Obama was right about the last point. When word of the selection hit the airwaves, the Dow jumped 6.5 percent. But it would be the last smattering of applause he’d hear for Geithner—from Wall Street or anywhere else—for a long, long time.
Even after a year and a half in one of the highest-profile jobs in America, Geithner remains as misunderstood a major figure as Washington has ever seen. The confusions are many, but none has been more pervasive or unshakable—and also symptomatic of the problems that have bedeviled him—than the conviction that he’s a banker.
It was Geithner who called this to my attention when I visited him recently at the Treasury. At 48, he is small and slender, a wispy presence in his cavernous, ornate office. We were talking about how the left views the White House, and Geithner noted, “There’s a myth about the president being in this vise grip, being pulled to the right by me and Larry, that I’ve worked at Goldman Sachs all my life.”
The idea that Geithner is a Goldman alumnus has been repeated by everyone from congressmen to people asking him questions in online forums. Geithner has tried to dispel the misapprehension, but the effort may be futile. One night over dinner with White House chief of staff Rahm Emanuel, Emanuel’s wife, Amy Rule, remarked that Geithner “must be looking forward to going back to that nice spot you have waiting for you at Goldman.”
The only people more chagrined by the idea that Geithner was a Wall Street insider than Geithner himself are actual Wall Street insiders. “No one here would ever hire Tim to run a business, because he doesn’t understand how to run a business,” says one hedge-fund operator. “He’s a good guy, a smart guy, with a good heart. But he’s, you know, a regulator.”
The shallowness of Wall Street’s regard for Geithner became clear in the wake of his disastrously maladroit public debut in February 2009, when he outlined his (far from fully baked) plan to halt the banking crisis. The first reaction was the market’s: It plummeted 382 points. The second was that of the market’s movers and shakers: They started baying for his head.

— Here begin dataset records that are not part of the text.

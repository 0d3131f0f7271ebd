use std::error::Error;

use clap::Parser;
use log::{error, info};

use epd_extract::cli::Args;
use epd_extract::config::Config;
use epd_extract::db::{DatabaseCreds, PostgresBackend};
use epd_extract::extract::Extractor;
use epd_extract::logging;
use epd_extract::queries::{check_connection, QueryError, QueryRegistry};
use epd_extract::restore::{RestoreError, Restorer};

fn main() -> Result<(), Box<dyn Error>> {
    let args = Args::parse();
    logging::init(&args.log_file, args.log_level)?;

    run(&args).inspect_err(|e| error!("{}", e))
}

fn run(args: &Args) -> Result<(), Box<dyn Error>> {
    let config = Config::load(&args.config)?;
    info!(
        "Loaded {} queries and {} sites from {}",
        config.queries.len(),
        config.sites.len(),
        args.config.display()
    );

    if args.restore_epd {
        restore(args, &config.database)?;
    }

    let mut db = PostgresBackend::connect(&config.database)
        .map_err(|source| QueryError::Connectivity { source })?;
    check_connection(&mut db)?;

    let output_dir = args
        .output_dir
        .clone()
        .unwrap_or_else(|| config.output_dir.clone());
    let registry = QueryRegistry::default();
    let extractor = Extractor::new(&registry, output_dir, args.format);
    let written = extractor.run(&mut db, &config.queries, &config.site_ids())?;

    info!("Extraction complete: {} files written", written.len());
    Ok(())
}

fn restore(args: &Args, creds: &DatabaseCreds) -> Result<(), RestoreError> {
    let restorer = Restorer::new(creds.clone()).with_program(&args.psql);
    info!("Setting up database roles and schema...");
    restorer.restore_sql_dump(&args.setup_sql)?;
    info!("Restoring EPD...");
    restorer.restore_epd(&args.dump)?;
    Ok(())
}
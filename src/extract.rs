//! Extraction driver.
//!
//! Resolves every configured query name, runs the queries in order and writes
//! each result to `<output_dir>/<query>.<ext>`. The first failure stops the
//! run: a partially restored database would invalidate later queries too.

use std::fs;
use std::path::PathBuf;

use log::{error, info};
use thiserror::Error;

use crate::db::DatabaseBackend;
use crate::output::{write_table_file, OutputError, OutputFormat};
use crate::queries::{QueryError, QueryFn, QueryRegistry, SiteIds};

#[derive(Error, Debug)]
pub enum ExtractError {
    #[error(transparent)]
    UnknownQuery(QueryError),

    #[error("Query '{name}' failed: {source}")]
    Query {
        name: String,
        #[source]
        source: QueryError,
    },

    #[error("Failed to create output directory '{path}': {source}")]
    OutputDir {
        path: String,
        #[source]
        source: std::io::Error,
    },

    #[error("Failed to write results of '{name}': {source}")]
    Write {
        name: String,
        #[source]
        source: OutputError,
    },
}

pub struct Extractor<'a> {
    registry: &'a QueryRegistry,
    output_dir: PathBuf,
    format: OutputFormat,
}

impl<'a> Extractor<'a> {
    pub fn new(registry: &'a QueryRegistry, output_dir: impl Into<PathBuf>, format: OutputFormat) -> Self {
        Self {
            registry,
            output_dir: output_dir.into(),
            format,
        }
    }

    /// Output path for a query's results.
    pub fn output_path(&self, name: &str) -> PathBuf {
        self.output_dir
            .join(format!("{}.{}", name, self.format.extension()))
    }

    /// Run `queries` for `sites`, returning the files written.
    pub fn run(
        &self,
        db: &mut dyn DatabaseBackend,
        queries: &[String],
        sites: &SiteIds,
    ) -> Result<Vec<PathBuf>, ExtractError> {
        let resolved = self.resolve_all(queries)?;

        fs::create_dir_all(&self.output_dir).map_err(|source| ExtractError::OutputDir {
            path: self.output_dir.display().to_string(),
            source,
        })?;

        info!("Extracting {} data...", self.format.extension());
        let mut written = Vec::with_capacity(resolved.len());
        for (name, query) in resolved {
            written.push(self.run_one(db, name, query, sites)?);
        }
        info!("Finished extracting {} data", self.format.extension());
        Ok(written)
    }

    /// Resolve all names before anything runs, so a typo aborts the whole batch.
    fn resolve_all<'q>(&self, queries: &'q [String]) -> Result<Vec<(&'q str, QueryFn)>, ExtractError> {
        queries
            .iter()
            .map(|name| match self.registry.resolve(name) {
                Ok(query) => Ok((name.as_str(), query)),
                Err(e) => {
                    error!("No query named '{}' is registered", name);
                    Err(ExtractError::UnknownQuery(e))
                }
            })
            .collect()
    }

    fn run_one(
        &self,
        db: &mut dyn DatabaseBackend,
        name: &str,
        query: QueryFn,
        sites: &SiteIds,
    ) -> Result<PathBuf, ExtractError> {
        info!("Running query '{}' for {} sites", name, sites.len());
        let table = query(db, sites).map_err(|source| {
            log_query_failure(name, &source);
            ExtractError::Query {
                name: name.to_string(),
                source,
            }
        })?;

        let path = self.output_path(name);
        write_table_file(&table, &path, self.format).map_err(|source| {
            error!("Could not write {}: {}", path.display(), source);
            ExtractError::Write {
                name: name.to_string(),
                source,
            }
        })?;
        info!("Wrote {} rows to {}", table.len(), path.display());
        Ok(path)
    }
}

fn log_query_failure(name: &str, err: &QueryError) {
    match err {
        QueryError::MissingTable { table } => error!(
            "Query '{}' could not find table '{}'. Check EPD has been restored",
            name, table
        ),
        QueryError::Integrity(e) => error!(
            "Query '{}' produced ambiguous rows (data integrity violation): {}",
            name, e
        ),
        QueryError::Connectivity { .. } => error!("Query '{}' lost the database: {}", name, err),
        other => error!("Query '{}' failed: {}", name, other),
    }
}
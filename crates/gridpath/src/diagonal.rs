//! Diagonal movement policy.

use gridpath_core::Point;

/// Which diagonal steps are legal, judged by the two orthogonal cells that
/// flank each diagonal.
///
/// For the step from `p` to its north-east neighbour the flanking cells are
/// north and east of `p`; the other diagonals work the same way.
#[derive(Debug, Clone, Copy, Default, PartialEq, Eq, Hash)]
#[cfg_attr(feature = "serde", derive(serde::Serialize, serde::Deserialize))]
pub enum DiagonalMovement {
    /// Orthogonal steps only.
    #[default]
    Never,
    /// Diagonal allowed when at most one flanking cell is blocked.
    IfAtMostOneObstacle,
    /// Diagonal allowed only when both flanking cells are free.
    OnlyWhenNoObstacles,
    /// Diagonal allowed whatever the flanking cells hold.
    Always,
}

impl DiagonalMovement {
    /// Policy selected by the older pair of boolean options.
    pub fn from_legacy(allow_diagonal: bool, dont_cross_corners: bool) -> Self {
        match (allow_diagonal, dont_cross_corners) {
            (false, _) => Self::Never,
            (true, true) => Self::OnlyWhenNoObstacles,
            (true, false) => Self::IfAtMostOneObstacle,
        }
    }

    /// Whether any diagonal step can ever be taken under this policy.
    #[inline]
    pub fn allows_diagonals(self) -> bool {
        self != Self::Never
    }

    /// Whether a diagonal with the given flanking cells may be taken.
    #[inline]
    pub fn permits(self, flank_a_free: bool, flank_b_free: bool) -> bool {
        match self {
            Self::Never => false,
            Self::IfAtMostOneObstacle => flank_a_free || flank_b_free,
            Self::OnlyWhenNoObstacles => flank_a_free && flank_b_free,
            Self::Always => true,
        }
    }

    /// Append the neighbours of `p` reachable in one step into `buf`.
    ///
    /// `walkable` must return `false` for blocked and out-of-bounds cells.
    /// The order is N, E, S, W, then NE, SE, SW, NW.
    pub fn expand(self, p: Point, walkable: impl Fn(Point) -> bool, buf: &mut Vec<Point>) {
        let orth = p.neighbors_4();
        let mut free = [false; 4];
        for (i, n) in orth.into_iter().enumerate() {
            if walkable(n) {
                free[i] = true;
                buf.push(n);
            }
        }
        if self == Self::Never {
            return;
        }
        // Diagonal i sits between orthogonal i and orthogonal (i + 1) % 4.
        for (i, n) in p.diagonals().into_iter().enumerate() {
            if self.permits(free[i], free[(i + 1) % 4]) && walkable(n) {
                buf.push(n);
            }
        }
    }
}
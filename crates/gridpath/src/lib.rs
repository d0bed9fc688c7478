//! Iterative-deepening pathfinding on 2D occupancy grids.
//!
//! The crate is built around [`IddfsFinder`], which repeatedly runs a
//! depth-limited depth-first search with a growing depth bound until the
//! target is reached or a pass discovers no new cells. Memory use stays
//! proportional to the grid: no open list of frontier nodes is kept.
//!
//! - [`Grid`] is a fixed-size occupancy grid of free and blocked cells.
//! - [`DiagonalMovement`] decides which diagonal steps are legal next to
//!   blocked corners.
//! - [`Heuristic`] is an optional distance estimate used only to order
//!   neighbours.
//!
//! Search markers (visited, opened, closed, predecessor) never live on the
//! grid. They belong to the finder, so one [`Grid`] can be shared read-only
//! by any number of finders.
//!
//! ```
//! use gridpath::{DiagonalMovement, FinderOptions, Grid, IddfsFinder};
//! use gridpath_core::Point;
//!
//! let rows: [[u8; 3]; 3] = [[0, 0, 0], [1, 1, 0], [0, 0, 0]];
//! let grid = Grid::from_matrix(&rows).unwrap();
//! let mut finder = IddfsFinder::new(FinderOptions::new(DiagonalMovement::Never));
//! let path = finder
//!     .find_path(Point::new(0, 0), Point::new(0, 2), &grid)
//!     .unwrap();
//! assert_eq!(path.len(), 7);
//! ```
//!
//! # Trait seams
//!
//! | Trait | Role |
//! |---|---|
//! | [`GridMap`] | cell lookup and neighbour enumeration consumed by the finder |
//! | [`SearchObserver`] | receives opened/closed markers and per-pass progress |

mod diagonal;
mod error;
mod grid;
mod heuristic;
mod iddfs;
mod observer;
mod options;
mod traits;

pub use diagonal::DiagonalMovement;
pub use error::{BoundsError, GridError};
pub use grid::{Grid, Node};
pub use heuristic::Heuristic;
pub use iddfs::{IddfsFinder, SearchOutcome, SearchStats};
pub use observer::{NoObserver, SearchObserver};
pub use options::FinderOptions;
pub use traits::GridMap;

The irony here was rich, of course, since Geithner’s stabilization scheme would turn out be strikingly favorable to Wall Street. From the outset, his aim was never to punish the banks. Quite the contrary, it was to save them—by pouring money into them, restoring confidence in them, treating them with kid gloves. Nor was his goal to restructure the financial system. It was to prevent the existing system from collapsing and then strengthen the rules governing its operation. In all this, Geithner was betraying the extent to which he shared Wall Street’s mind-set, even if he wasn’t a creature of it. “His office was there and he was deeply enmeshed in that culture and he had those relationships,” says one of his best friends. “That part of the critique is fair.”
In the administration’s early months, Geithner’s orientation often put him at odds with White House political mavens, including David Axelrod, who were acutely attuned to the electorate’s retributive impulses. And it occasionally stoked conflict with Summers, who had become the director of Obama’s National Economic Council and was slightly more hawkish than Geithner on the banks. In a recent piece in The Atlantic, for example, Joshua Green reports that Summers pushed to have Ken Lewis fired as Bank of America’s CEO. But Geithner disagreed, arguing that doing so would roil the markets and make it harder for BofA and other banks to raise private capital. Obama sided with Geithner.
A bigger debate was over the question of whether to nationalize the weakest banks, which were thought by many to be insolvent. A number of the members of Obama’s economic team began leaning in the direction of taking over at least a couple of the most troubled institutions. Geithner suspected that some of his colleagues were channeling ideas fed to them by pals of theirs at hedge funds, many of which were licking their chops over the prospect of buying a boatload of distressed assets in the event of nationalization or some similar scheme. More to the point, Geithner also believed that if the government started taking over banks, it would turn into a costly quagmire.